**How to complete this task:** Where a line in the records below includes "expired", pull that line out.

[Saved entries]
::::
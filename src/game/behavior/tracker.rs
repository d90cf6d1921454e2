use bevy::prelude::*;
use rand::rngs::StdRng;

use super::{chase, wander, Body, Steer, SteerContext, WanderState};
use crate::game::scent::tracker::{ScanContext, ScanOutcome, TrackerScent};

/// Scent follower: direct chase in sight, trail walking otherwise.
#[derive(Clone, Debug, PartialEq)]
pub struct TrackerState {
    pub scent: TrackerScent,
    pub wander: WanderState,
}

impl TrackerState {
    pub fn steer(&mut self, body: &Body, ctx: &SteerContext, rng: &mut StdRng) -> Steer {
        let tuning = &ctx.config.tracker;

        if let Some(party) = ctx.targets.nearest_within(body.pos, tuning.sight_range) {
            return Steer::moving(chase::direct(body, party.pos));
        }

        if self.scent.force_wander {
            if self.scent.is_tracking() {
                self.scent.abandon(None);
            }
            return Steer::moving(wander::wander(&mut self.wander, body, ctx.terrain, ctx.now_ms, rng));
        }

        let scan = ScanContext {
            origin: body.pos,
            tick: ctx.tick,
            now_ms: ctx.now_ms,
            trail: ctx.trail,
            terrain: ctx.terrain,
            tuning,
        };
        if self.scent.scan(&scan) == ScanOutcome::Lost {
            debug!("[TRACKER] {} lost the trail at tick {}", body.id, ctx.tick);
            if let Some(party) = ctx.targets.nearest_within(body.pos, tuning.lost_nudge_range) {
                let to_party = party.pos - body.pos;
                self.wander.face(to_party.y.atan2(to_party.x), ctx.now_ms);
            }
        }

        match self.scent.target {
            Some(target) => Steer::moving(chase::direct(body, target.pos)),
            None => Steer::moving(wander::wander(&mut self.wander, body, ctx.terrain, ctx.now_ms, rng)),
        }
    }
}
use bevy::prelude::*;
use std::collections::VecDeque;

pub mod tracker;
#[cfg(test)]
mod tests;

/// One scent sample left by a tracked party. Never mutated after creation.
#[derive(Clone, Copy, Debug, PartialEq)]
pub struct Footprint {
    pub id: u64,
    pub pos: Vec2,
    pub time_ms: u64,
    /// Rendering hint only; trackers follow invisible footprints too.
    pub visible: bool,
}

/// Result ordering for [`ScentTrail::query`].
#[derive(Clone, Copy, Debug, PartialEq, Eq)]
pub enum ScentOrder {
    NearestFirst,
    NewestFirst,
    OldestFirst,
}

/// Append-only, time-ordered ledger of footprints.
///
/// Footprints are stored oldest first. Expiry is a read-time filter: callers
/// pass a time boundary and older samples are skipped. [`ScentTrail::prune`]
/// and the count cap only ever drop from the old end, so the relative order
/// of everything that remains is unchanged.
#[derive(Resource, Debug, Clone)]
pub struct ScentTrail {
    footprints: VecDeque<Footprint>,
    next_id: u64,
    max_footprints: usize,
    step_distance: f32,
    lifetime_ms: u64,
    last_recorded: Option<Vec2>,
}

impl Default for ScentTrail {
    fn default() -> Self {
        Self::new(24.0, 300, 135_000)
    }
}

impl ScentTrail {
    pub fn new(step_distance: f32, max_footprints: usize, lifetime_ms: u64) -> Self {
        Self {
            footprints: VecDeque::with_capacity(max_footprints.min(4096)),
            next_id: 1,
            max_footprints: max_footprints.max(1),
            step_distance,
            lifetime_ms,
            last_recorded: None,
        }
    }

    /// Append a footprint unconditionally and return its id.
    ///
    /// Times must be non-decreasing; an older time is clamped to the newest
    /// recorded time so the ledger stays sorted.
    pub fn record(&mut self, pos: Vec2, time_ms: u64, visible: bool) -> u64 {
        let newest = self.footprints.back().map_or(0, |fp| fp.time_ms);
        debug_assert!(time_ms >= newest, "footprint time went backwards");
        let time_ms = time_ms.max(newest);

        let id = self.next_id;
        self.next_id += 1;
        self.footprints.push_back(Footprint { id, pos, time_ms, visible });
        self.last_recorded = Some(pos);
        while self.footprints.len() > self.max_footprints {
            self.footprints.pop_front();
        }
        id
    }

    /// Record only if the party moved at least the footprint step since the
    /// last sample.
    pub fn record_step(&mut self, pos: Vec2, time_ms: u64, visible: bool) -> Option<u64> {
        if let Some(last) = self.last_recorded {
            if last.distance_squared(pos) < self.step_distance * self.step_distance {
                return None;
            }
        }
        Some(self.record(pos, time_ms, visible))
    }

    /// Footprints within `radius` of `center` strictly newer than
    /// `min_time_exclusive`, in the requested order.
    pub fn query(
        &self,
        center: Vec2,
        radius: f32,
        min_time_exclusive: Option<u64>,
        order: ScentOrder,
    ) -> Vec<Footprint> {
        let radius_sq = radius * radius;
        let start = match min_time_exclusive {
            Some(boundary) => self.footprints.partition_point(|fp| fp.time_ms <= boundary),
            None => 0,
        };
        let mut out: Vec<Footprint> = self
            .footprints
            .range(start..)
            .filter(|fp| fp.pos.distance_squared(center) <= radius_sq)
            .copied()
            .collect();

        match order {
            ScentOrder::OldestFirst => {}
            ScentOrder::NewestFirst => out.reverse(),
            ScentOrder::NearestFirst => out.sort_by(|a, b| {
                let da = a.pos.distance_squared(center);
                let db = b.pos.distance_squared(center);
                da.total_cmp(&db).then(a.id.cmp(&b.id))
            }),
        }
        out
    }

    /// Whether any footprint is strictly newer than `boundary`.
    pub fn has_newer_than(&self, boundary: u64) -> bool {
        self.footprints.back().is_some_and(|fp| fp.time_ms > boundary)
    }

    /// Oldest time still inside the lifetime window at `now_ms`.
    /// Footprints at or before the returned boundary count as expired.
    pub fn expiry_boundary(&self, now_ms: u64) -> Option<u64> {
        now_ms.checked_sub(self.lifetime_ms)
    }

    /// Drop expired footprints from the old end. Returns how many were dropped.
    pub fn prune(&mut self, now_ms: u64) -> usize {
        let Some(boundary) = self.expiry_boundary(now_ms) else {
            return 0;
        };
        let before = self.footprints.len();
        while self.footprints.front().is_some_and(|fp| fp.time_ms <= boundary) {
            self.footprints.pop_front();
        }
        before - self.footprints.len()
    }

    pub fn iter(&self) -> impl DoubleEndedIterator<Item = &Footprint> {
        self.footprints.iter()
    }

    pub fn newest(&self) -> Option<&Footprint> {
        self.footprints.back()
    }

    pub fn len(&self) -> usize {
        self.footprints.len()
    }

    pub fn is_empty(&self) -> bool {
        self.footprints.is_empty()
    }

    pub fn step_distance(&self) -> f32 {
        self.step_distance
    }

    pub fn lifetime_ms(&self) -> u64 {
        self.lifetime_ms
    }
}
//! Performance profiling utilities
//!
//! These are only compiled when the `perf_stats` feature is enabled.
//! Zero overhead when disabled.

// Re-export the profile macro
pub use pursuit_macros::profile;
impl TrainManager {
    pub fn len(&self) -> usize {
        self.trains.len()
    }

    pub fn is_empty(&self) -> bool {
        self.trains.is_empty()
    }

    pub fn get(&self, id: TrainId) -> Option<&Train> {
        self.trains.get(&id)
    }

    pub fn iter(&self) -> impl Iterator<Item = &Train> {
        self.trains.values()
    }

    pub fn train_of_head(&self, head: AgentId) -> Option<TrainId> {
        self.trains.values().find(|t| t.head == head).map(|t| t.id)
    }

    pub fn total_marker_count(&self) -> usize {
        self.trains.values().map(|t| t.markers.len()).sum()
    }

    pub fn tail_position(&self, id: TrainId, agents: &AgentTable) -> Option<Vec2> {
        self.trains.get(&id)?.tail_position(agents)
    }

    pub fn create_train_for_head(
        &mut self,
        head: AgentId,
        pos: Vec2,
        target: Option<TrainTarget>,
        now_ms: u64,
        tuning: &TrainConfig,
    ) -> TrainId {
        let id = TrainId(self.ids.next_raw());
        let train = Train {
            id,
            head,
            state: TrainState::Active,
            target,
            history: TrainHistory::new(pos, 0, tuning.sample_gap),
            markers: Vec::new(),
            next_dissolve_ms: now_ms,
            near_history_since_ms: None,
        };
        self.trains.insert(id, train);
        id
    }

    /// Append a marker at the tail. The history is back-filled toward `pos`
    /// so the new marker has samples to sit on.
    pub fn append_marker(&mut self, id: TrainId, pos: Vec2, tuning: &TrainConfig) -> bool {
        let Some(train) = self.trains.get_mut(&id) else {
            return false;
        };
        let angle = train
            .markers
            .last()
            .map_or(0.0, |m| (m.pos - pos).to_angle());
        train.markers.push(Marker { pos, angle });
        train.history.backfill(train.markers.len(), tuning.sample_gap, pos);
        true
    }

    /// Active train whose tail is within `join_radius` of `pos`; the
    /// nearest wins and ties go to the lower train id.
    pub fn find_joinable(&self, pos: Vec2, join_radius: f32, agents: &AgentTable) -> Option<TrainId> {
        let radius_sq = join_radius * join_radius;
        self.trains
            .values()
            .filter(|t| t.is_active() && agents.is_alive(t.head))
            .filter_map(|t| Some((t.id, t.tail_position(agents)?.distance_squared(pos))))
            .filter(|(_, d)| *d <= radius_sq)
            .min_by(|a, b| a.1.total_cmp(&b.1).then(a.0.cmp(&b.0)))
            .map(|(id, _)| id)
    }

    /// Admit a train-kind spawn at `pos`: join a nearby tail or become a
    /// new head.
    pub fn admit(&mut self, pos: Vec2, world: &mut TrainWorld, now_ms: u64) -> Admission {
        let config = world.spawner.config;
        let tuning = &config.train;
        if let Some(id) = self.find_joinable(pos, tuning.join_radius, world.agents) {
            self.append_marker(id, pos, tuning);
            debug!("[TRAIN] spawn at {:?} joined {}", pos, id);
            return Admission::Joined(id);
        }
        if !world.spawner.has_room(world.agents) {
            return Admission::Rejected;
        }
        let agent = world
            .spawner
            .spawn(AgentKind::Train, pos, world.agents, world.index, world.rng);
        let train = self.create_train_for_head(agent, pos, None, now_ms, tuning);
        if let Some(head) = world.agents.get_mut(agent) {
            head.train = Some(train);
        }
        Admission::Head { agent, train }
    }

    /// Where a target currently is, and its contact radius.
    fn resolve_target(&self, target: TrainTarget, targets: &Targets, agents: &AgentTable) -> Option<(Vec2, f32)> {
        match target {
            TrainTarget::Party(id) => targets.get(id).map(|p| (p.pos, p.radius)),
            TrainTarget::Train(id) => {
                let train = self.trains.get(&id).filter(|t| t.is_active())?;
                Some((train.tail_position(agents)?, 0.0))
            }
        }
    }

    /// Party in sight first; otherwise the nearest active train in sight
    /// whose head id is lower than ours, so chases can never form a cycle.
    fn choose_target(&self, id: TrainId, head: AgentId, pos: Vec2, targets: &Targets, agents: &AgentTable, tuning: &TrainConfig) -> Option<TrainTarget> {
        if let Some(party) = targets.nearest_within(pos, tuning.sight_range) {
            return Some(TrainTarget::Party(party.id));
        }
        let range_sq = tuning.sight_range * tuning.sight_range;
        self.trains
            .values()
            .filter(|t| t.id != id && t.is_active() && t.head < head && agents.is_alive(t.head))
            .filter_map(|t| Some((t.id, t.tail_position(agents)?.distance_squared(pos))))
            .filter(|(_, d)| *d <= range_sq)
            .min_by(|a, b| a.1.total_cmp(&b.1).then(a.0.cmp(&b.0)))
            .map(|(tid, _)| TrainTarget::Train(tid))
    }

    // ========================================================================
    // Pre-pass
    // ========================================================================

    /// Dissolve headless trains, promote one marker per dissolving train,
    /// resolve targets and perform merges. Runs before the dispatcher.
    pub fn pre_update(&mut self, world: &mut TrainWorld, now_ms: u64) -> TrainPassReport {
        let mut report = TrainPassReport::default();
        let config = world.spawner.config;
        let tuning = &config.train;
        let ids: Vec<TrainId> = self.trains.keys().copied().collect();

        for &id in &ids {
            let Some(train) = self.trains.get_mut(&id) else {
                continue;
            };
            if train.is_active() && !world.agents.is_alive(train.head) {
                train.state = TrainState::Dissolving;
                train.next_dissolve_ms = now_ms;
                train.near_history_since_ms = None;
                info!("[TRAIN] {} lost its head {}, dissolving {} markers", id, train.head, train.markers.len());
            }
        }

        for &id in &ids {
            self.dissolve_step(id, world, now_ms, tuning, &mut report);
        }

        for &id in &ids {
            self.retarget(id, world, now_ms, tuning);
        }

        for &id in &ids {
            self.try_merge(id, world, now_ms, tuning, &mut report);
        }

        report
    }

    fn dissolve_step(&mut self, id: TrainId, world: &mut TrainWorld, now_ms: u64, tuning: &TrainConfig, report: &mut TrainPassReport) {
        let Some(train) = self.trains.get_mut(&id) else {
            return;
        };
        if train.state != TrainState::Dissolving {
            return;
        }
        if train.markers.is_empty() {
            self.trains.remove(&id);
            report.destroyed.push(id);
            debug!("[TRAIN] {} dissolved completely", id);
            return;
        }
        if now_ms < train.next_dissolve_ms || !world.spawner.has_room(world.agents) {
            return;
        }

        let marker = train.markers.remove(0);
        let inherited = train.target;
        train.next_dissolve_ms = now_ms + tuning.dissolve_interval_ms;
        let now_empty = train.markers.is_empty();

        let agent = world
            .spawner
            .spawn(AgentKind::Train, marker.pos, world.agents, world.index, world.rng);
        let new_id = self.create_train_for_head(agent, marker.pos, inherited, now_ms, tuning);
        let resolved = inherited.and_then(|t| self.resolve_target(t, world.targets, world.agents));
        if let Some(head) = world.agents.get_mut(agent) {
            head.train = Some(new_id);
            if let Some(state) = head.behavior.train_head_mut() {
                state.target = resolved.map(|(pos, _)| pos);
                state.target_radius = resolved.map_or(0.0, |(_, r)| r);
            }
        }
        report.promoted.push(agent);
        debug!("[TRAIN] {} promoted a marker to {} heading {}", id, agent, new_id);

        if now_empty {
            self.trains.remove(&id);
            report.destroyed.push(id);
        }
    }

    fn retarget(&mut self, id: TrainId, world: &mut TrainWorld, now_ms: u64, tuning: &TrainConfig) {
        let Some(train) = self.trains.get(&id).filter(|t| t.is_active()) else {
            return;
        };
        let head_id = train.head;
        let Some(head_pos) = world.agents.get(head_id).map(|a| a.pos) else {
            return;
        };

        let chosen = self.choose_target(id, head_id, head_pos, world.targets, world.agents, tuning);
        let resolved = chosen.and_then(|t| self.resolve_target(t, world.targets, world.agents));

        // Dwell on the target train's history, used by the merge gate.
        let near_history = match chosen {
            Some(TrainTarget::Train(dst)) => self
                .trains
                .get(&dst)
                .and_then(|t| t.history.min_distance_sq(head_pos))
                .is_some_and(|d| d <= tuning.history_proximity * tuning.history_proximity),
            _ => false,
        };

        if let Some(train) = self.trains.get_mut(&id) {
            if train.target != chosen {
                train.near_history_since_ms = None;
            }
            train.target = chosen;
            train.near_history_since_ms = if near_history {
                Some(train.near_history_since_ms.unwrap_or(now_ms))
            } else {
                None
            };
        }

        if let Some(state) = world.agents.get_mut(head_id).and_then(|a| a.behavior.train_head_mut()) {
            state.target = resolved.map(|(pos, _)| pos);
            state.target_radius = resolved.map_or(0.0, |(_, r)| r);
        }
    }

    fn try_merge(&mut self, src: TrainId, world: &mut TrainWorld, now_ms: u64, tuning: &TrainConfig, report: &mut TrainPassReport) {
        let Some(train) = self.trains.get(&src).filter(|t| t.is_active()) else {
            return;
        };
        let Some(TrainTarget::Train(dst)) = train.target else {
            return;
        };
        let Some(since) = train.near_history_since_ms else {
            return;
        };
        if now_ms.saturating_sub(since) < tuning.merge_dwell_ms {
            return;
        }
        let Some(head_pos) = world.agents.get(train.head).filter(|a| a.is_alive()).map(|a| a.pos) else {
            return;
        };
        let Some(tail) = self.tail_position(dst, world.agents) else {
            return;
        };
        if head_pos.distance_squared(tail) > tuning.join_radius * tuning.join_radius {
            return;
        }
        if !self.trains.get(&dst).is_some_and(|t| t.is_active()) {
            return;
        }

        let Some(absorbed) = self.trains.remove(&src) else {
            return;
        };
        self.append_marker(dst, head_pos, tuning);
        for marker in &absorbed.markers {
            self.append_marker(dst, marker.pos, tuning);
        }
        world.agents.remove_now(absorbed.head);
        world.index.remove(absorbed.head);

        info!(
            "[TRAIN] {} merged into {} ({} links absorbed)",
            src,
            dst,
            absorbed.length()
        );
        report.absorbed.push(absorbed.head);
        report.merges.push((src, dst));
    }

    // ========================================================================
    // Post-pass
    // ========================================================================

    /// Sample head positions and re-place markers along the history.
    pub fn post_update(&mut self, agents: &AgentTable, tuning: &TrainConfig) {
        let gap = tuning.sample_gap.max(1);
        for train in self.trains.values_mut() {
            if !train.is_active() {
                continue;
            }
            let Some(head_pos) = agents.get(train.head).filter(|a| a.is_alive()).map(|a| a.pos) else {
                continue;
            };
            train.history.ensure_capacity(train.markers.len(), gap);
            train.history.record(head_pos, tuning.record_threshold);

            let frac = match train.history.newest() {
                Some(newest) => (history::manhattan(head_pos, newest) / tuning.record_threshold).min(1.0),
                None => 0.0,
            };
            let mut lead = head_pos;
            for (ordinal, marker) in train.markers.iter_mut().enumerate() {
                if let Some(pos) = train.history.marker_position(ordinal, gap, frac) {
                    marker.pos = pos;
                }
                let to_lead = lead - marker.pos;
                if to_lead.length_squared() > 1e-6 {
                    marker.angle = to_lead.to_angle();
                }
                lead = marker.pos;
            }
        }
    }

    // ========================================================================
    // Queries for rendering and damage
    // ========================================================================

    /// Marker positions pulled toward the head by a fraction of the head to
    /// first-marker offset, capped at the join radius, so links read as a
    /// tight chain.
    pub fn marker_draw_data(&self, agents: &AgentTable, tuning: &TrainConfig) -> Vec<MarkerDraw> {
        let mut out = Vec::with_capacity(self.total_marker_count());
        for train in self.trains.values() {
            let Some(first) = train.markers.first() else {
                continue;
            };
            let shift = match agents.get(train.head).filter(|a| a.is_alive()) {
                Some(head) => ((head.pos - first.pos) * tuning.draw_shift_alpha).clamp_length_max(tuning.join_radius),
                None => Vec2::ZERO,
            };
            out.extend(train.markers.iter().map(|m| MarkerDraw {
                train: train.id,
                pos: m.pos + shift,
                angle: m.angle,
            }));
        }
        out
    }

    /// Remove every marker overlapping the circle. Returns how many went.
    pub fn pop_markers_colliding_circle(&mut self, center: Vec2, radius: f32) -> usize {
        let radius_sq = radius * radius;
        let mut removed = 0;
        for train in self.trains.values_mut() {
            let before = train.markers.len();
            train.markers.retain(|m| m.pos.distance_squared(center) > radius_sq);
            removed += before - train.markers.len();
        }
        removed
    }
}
::::
**Result of this exercise:**
    /// Footprints at or before the returned boundary count as expired.
    /// Drop expired footprints from the old end. Returns how many were dropped.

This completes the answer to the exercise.